James Cook University ISSN 1445-6354
Since the 1950s when aboriginal people in the Canadian North began to be settled in communities health care has been provided by a variety of agents including missionaries, RCMP, trading post staff among others. This evolved finally into a system of 'Nursing Stations' staffed by 'Community Health Nurses' in small, remote communities across the Canadian Arctic and sub-Arctic. These nurses worked independently as advanced practice nurses with varying degrees of support from general practitioner/family physicians. They are often the only care provider in the community, and over a thousand kilometers away from a tertiary centre, they are obliged to deal with whatever medical problems present to them. Community Health Nurses work in large numbers in Nunavut and the other Northern Regions of Canada.

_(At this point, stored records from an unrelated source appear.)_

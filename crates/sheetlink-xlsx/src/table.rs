//! Table and pivot table parts

use quick_xml::events::Event;
use sheetlink_core::range::parse_area_reference;
use sheetlink_core::Range;

use crate::error::{XlsxError, XlsxResult};
use crate::sheet::{PivotInfo, TableInfo};
use crate::xml::{attr, attr_u32, escape_xml, for_each_event, local_name, XML_DECLARATION};

/// Style applied to tables created by [`crate::Document::add_table`]
pub const DEFAULT_TABLE_STYLE: &str = "TableStyleMedium2";

pub(crate) fn parse_table(xml: &str, path: &str) -> XlsxResult<Option<TableInfo>> {
    let mut info = None;
    for_each_event(xml, |event| {
        if let Event::Start(e) | Event::Empty(e) = event {
            if info.is_none() && local_name(&e) == "table" {
                let name = attr(&e, b"displayName").or_else(|| attr(&e, b"name"));
                let range = attr(&e, b"ref").and_then(|r| parse_area_reference(&r));
                if let (Some(name), Some(range)) = (name, range) {
                    info = Some(TableInfo {
                        id: attr_u32(&e, b"id").unwrap_or(0),
                        name,
                        range,
                        path: path.to_string(),
                    });
                }
            }
        }
        Ok(())
    })?;
    Ok(info)
}

pub(crate) fn parse_pivot(xml: &str) -> XlsxResult<Option<PivotInfo>> {
    let mut name = None;
    let mut range = None;
    for_each_event(xml, |event| {
        if let Event::Start(e) | Event::Empty(e) = event {
            match local_name(&e).as_str() {
                "pivotTableDefinition" => name = attr(&e, b"name"),
                "location" if range.is_none() => {
                    range = attr(&e, b"ref").and_then(|r| parse_area_reference(&r));
                }
                _ => {}
            }
        }
        Ok(())
    })?;
    Ok(name.zip(range).map(|(name, range)| PivotInfo { name, range }))
}

/// Check the naming rules for a table
///
/// Names start with a letter, `_` or `\`, continue with letters, digits,
/// `_`, `.` or `\`, and must not look like a cell reference.
pub fn validate_table_name(name: &str) -> XlsxResult<()> {
    let invalid = |why: &str| Err(XlsxError::InvalidTable(format!("{name:?} {why}")));
    let mut chars = name.chars();
    let Some(first) = chars.next() else {
        return invalid("is empty");
    };
    if name.chars().count() > 255 {
        return invalid("is longer than 255 characters");
    }
    if !(first.is_alphabetic() || first == '_' || first == '\\') {
        return invalid("must start with a letter, '_' or '\\'");
    }
    if !chars.all(|c| c.is_alphanumeric() || c == '_' || c == '.' || c == '\\') {
        return invalid("contains characters other than letters, digits, '_', '.' or '\\'");
    }
    if name.eq_ignore_ascii_case("r") || name.eq_ignore_ascii_case("c") || looks_like_reference(name)
    {
        return invalid("looks like a cell reference");
    }
    Ok(())
}

fn looks_like_reference(name: &str) -> bool {
    if Range::parse(name).is_ok() {
        return true;
    }
    // R1C1 notation
    let upper = name.to_ascii_uppercase();
    let Some(rest) = upper.strip_prefix('R') else {
        return false;
    };
    let digits = rest.chars().take_while(char::is_ascii_digit).count();
    match rest[digits..].strip_prefix('C') {
        Some(tail) => tail.chars().all(|c| c.is_ascii_digit()),
        None => false,
    }
}

/// XML for a new table part with a header row and striped rows
pub(crate) fn table_xml(id: u32, name: &str, range: &Range, headers: &[String]) -> String {
    let reference = range.to_string();
    let name = escape_xml(name);
    let mut out = String::from(XML_DECLARATION);
    out.push_str(&format!(
        "<table xmlns=\"http://schemas.openxmlformats.org/spreadsheetml/2006/main\" id=\"{id}\" name=\"{name}\" displayName=\"{name}\" ref=\"{reference}\" totalsRowShown=\"0\">"
    ));
    out.push_str(&format!("<autoFilter ref=\"{reference}\"/>"));
    out.push_str(&format!("<tableColumns count=\"{}\">", headers.len()));
    for (i, header) in headers.iter().enumerate() {
        out.push_str(&format!(
            "<tableColumn id=\"{}\" name=\"{}\"/>",
            i + 1,
            escape_xml(header)
        ));
    }
    out.push_str("</tableColumns>");
    out.push_str(&format!(
        "<tableStyleInfo name=\"{DEFAULT_TABLE_STYLE}\" showFirstColumn=\"0\" showLastColumn=\"0\" showRowStripes=\"1\" showColumnStripes=\"1\"/>"
    ));
    out.push_str("</table>");
    out
}

/// Header names for a new table: blanks become `Column{n}` and repeats get
/// a numeric suffix, compared case-insensitively
pub(crate) fn unique_headers(raw: Vec<String>) -> Vec<String> {
    let mut seen: Vec<String> = Vec::with_capacity(raw.len());
    let mut out = Vec::with_capacity(raw.len());
    for (i, header) in raw.into_iter().enumerate() {
        let base = match header.trim() {
            "" => format!("Column{}", i + 1),
            h => h.to_string(),
        };
        let mut candidate = base.clone();
        let mut n = 2;
        while seen.iter().any(|s| s.eq_ignore_ascii_case(&candidate)) {
            candidate = format!("{base}{n}");
            n += 1;
        }
        seen.push(candidate.clone());
        out.push(candidate);
    }
    out
}

#[cfg(test)]
mod tests {
    use super::*;
    use pretty_assertions::assert_eq;

    #[test]
    fn test_validate_table_name() {
        assert!(validate_table_name("Sales_2024").is_ok());
        assert!(validate_table_name("_tbl.q1").is_ok());
        assert!(validate_table_name("").is_err());
        assert!(validate_table_name("1st").is_err());
        assert!(validate_table_name("has space").is_err());
        assert!(validate_table_name("A1").is_err());
        assert!(validate_table_name("xfd100").is_err());
        assert!(validate_table_name("R1C1").is_err());
        assert!(validate_table_name("rc").is_err());
        assert!(validate_table_name("c").is_err());
    }

    #[test]
    fn test_unique_headers() {
        let headers = unique_headers(vec![
            "Name".into(),
            "".into(),
            "name".into(),
            "Amount".into(),
            "  ".into(),
        ]);
        assert_eq!(headers, vec!["Name", "Column2", "name2", "Amount", "Column5"]);
    }

    #[test]
    fn test_table_xml_parses_back() {
        let range = Range::parse("B2:D10").unwrap();
        let xml = table_xml(3, "Sales", &range, &["A".into(), "B & C".into(), "D".into()]);
        assert!(xml.contains("<tableColumn id=\"2\" name=\"B &amp; C\"/>"));
        assert!(xml.contains("TableStyleMedium2"));
        let info = parse_table(&xml, "xl/tables/table3.xml").unwrap().unwrap();
        assert_eq!(info.id, 3);
        assert_eq!(info.name, "Sales");
        assert_eq!(info.range, range);
    }

    #[test]
    fn test_parse_pivot() {
        let xml = r#"<pivotTableDefinition xmlns="http://schemas.openxmlformats.org/spreadsheetml/2006/main" name="PivotTable1" cacheId="4"><location ref="A3:C20" firstHeaderRow="1" firstDataRow="1" firstDataCol="1"/></pivotTableDefinition>"#;
        let pivot = parse_pivot(xml).unwrap().unwrap();
        assert_eq!(pivot.name, "PivotTable1");
        assert_eq!(pivot.range.to_string(), "A3:C20");
    }
}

These nurses work with family practitioners in a more collaborative relationship as opposed to the more traditional consultative physician - nurse model that is seen in other health care settings. This presentation will review the close working relationship between Community Health Nurses and family physicians in the Canadian North; will reference the potential for new classes of providers including Nurse Practitioners and Physician Assistants; and will identify some organizational and technological innovations that may enhance the working relationship between the advanced practice nurses and family physicians; and identify some challenges facing this critical group of health care providers: lack of appropriate training, outdated staffing models, high rates of staff turnover.
This abstract was presented at the Innovative Solutions in Remote Healthcare - 'Rethinking Remote' conference, 23-24 May 2016, Inverness, Scotland.